THREE MONTHS SIX MONTHS
ENDED JUNE 30, ENDED JUNE 30,
----------------- ----------------
1995 1994 1995 1994
------- ------- ------- -------
(In Thousands)
Federal income tax at statutory rate .... $ 7,263 $12,316 $ 9,757 $14,906
Investment tax credit amortization ...... (365) (365) (730) (730)
Other ................................... 442 45 884 529
------- ------- ------- -------
Recorded federal income taxes ........... $ 7,340 $11,996 $ 9,911 $14,705
======= ======= ======= =======
Federal income taxes included in-
Operating expenses .................... $ 6,720 $ 9,391 $ 7,273 $10,773
Other income, net ..................... 620 2,605 2,638 3,932
------- ------- ------- -------
Recorded federal income taxes ........... $ 7,340 $11,996 $ 9,911 $14,705
======= ======= ======= =======
(2) COMMITMENTS AND CONTINGENCIES:
The Federal Clean Air Act Amendments of 1990 (Amendments) include
provisions for reduction of emissions of oxides of nitrogen by establishing
new emission limits for coal-fired generating units. This will require the
installation of additional pollution-control technology at some of the Reid
Gardner Station generating units before 2000 at an estimated cost to the
Company of no more than $6 million.
The Clean Air Act Amendments also mandated creation of the Grand Canyon
Visibility Transport Commission to work toward the goal of visibility
improvement in the Grand Canyon and other national parks of the Colorado
Plateau. The Commission is expected to make recommendations to the U.S.
Environmental Protection Agency (EPA) by April 1996, regarding ways to improve
visibility. A variety of actions could be considered including imposition of
more pollution controls or emissions limitations upon large sources of
pollution in the West and Southwest. The potential affect on the Company
cannot be determined at this time.
5
Also related to visibility, the United States Congress authorized the EPA
to study the potential impact the Mohave Generating Station (Mohave) may have
on visibility in the Grand Canyon area. Results of this study are expected in
late 1995. Also, the Nevada Division of Environmental Protection has imposed
more stringent interim stack opacity limits for Mohave. This may affect the
Company's utilization of resources, however, a final opacity standard will not
be established until November 1995. As a 14 percent owner of Mohave, the
Company will be required to fund any plant improvements that may result from
the visibility study and opacity limitation. The cost of any potential
improvements cannot be estimated at this time.

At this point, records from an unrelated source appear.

//! File-backed catalogs for offline runs and local testing.

use std::path::{Path, PathBuf};

use anyhow::Context;
use async_trait::async_trait;
use roster_core::{ArtistCandidate, PublishedArtist};
use serde::de::DeserializeOwned;

use crate::{AdapterError, PublishedCatalogProvider, UpstreamCatalogProvider};

async fn read_json_file<T: DeserializeOwned>(path: &Path) -> Result<T, AdapterError> {
    let bytes = tokio::fs::read(path)
        .await
        .with_context(|| format!("reading fixture {}", path.display()))?;
    serde_json::from_slice(&bytes)
        .map_err(|e| AdapterError::parse("fixture", format!("{}: {e}", path.display())))
}

/// Reads candidates from a JSON array of `ArtistCandidate` records.
#[derive(Debug, Clone)]
pub struct JsonFileCatalog {
    provider_id: String,
    path: PathBuf,
}

impl JsonFileCatalog {
    pub fn new(provider_id: impl Into<String>, path: impl Into<PathBuf>) -> Self {
        Self {
            provider_id: provider_id.into(),
            path: path.into(),
        }
    }
}

#[async_trait]
impl UpstreamCatalogProvider for JsonFileCatalog {
    fn provider_id(&self) -> &str {
        &self.provider_id
    }

    async fn fetch_candidates(&self) -> Result<Vec<ArtistCandidate>, AdapterError> {
        read_json_file(&self.path).await
    }
}

#[derive(Debug, Clone)]
pub struct JsonFilePublished {
    path: PathBuf,
}

impl JsonFilePublished {
    pub fn new(path: impl Into<PathBuf>) -> Self {
        Self { path: path.into() }
    }
}

#[async_trait]
impl PublishedCatalogProvider for JsonFilePublished {
    async fn fetch_published(&self) -> Result<Vec<PublishedArtist>, AdapterError> {
        read_json_file(&self.path).await
    }
}
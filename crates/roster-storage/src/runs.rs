//! Completed sync runs. A row is written once when a run finishes; readers
//! only ever see whole reports.

use chrono::{DateTime, Utc};
use roster_core::{RunStatus, SyncRunReport, SyncStatus};
use sqlx::sqlite::SqliteRow;
use sqlx::{Row, SqlitePool};
use uuid::Uuid;

use crate::StorageError;

#[derive(Debug, Clone)]
pub struct RunStore {
    pool: SqlitePool,
}

impl RunStore {
    pub fn new(pool: SqlitePool) -> Self {
        Self { pool }
    }

    pub async fn record_completed(&self, report: &SyncRunReport) -> Result<(), StorageError> {
        self.insert(
            report.run_id,
            report.started_at,
            report.finished_at,
            RunStatus::Completed,
            None,
            Some(report),
        )
        .await
    }

    /// Records a run that stopped before producing a full report.
    pub async fn record_error(
        &self,
        run_id: Uuid,
        started_at: DateTime<Utc>,
        error: &str,
        partial: Option<&SyncRunReport>,
    ) -> Result<(), StorageError> {
        self.insert(
            run_id,
            started_at,
            Utc::now(),
            RunStatus::Error,
            Some(error),
            partial,
        )
        .await
    }

    async fn insert(
        &self,
        run_id: Uuid,
        started_at: DateTime<Utc>,
        finished_at: DateTime<Utc>,
        status: RunStatus,
        error: Option<&str>,
        report: Option<&SyncRunReport>,
    ) -> Result<(), StorageError> {
        let report = report.map(serde_json::to_string).transpose()?;
        sqlx::query(
            r#"
            INSERT INTO sync_runs (run_id, started_at, finished_at, status, error, report)
            VALUES (?, ?, ?, ?, ?, ?)
            "#,
        )
        .bind(run_id.to_string())
        .bind(started_at)
        .bind(finished_at)
        .bind(status.as_str())
        .bind(error)
        .bind(report)
        .execute(&self.pool)
        .await?;
        Ok(())
    }

    /// Status of the most recent run, or `never_run`.
    pub async fn latest(&self) -> Result<SyncStatus, StorageError> {
        let row = sqlx::query(
            "SELECT finished_at, status, error, report FROM sync_runs ORDER BY finished_at DESC, rowid DESC LIMIT 1",
        )
        .fetch_optional(&self.pool)
        .await?;
        match row {
            Some(row) => status_from_row(&row),
            None => Ok(SyncStatus::default()),
        }
    }

    pub async fn history(&self, limit: usize) -> Result<Vec<SyncStatus>, StorageError> {
        let rows = sqlx::query(
            "SELECT finished_at, status, error, report FROM sync_runs ORDER BY finished_at DESC, rowid DESC LIMIT ?",
        )
        .bind(limit.max(1) as i64)
        .fetch_all(&self.pool)
        .await?;
        rows.iter().map(status_from_row).collect()
    }
}

fn status_from_row(row: &SqliteRow) -> Result<SyncStatus, StorageError> {
    let status: String = row.try_get("status")?;
    let report: Option<String> = row.try_get("report")?;
    Ok(SyncStatus {
        last_run: Some(row.try_get::<DateTime<Utc>, _>("finished_at")?),
        status: status.parse().map_err(StorageError::Corrupt)?,
        report: report.map(|r| serde_json::from_str(&r)).transpose()?,
        error: row.try_get("error")?,
    })
}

Saguaro Power Company (Saguaro), a cogeneration power producer, and the
Company are parties to a 30-year power purchase contract (Contract) wherein the
Company agreed to purchase power from Saguaro's plant near Henderson, Nevada.
On July 22, 1995, Saguaro filed a lawsuit in District Court, Clark County,
Nevada, seeking damages and injunctive relief as a result of being curtailed in
its power deliveries during periods of low load conditions on the Company's
system. The lawsuit alleges that the Company refused to accept and pay for
approximately $2 million of electric energy and capacity, and that the Company
should reimburse Saguaro for $2 million related to the construction of the
interconnection line. Saguaro also alleges that the Company has refused to pay
Saguaro for excess capacity. Lastly, Saguaro alleges that the Company has
committed fraud and anticipatory breach of the Contract and this conduct has
damaged Saguaro in an approximate additional amount of $75 million. Saguaro
also seeks injunctive relief to prevent curtailments of its power deliveries
and arbitration regarding the curtailments. The Company believes its actions
are consistent with the Contract, federal and state regulations, and state
administrative directives, and will vigorously defend against these claims.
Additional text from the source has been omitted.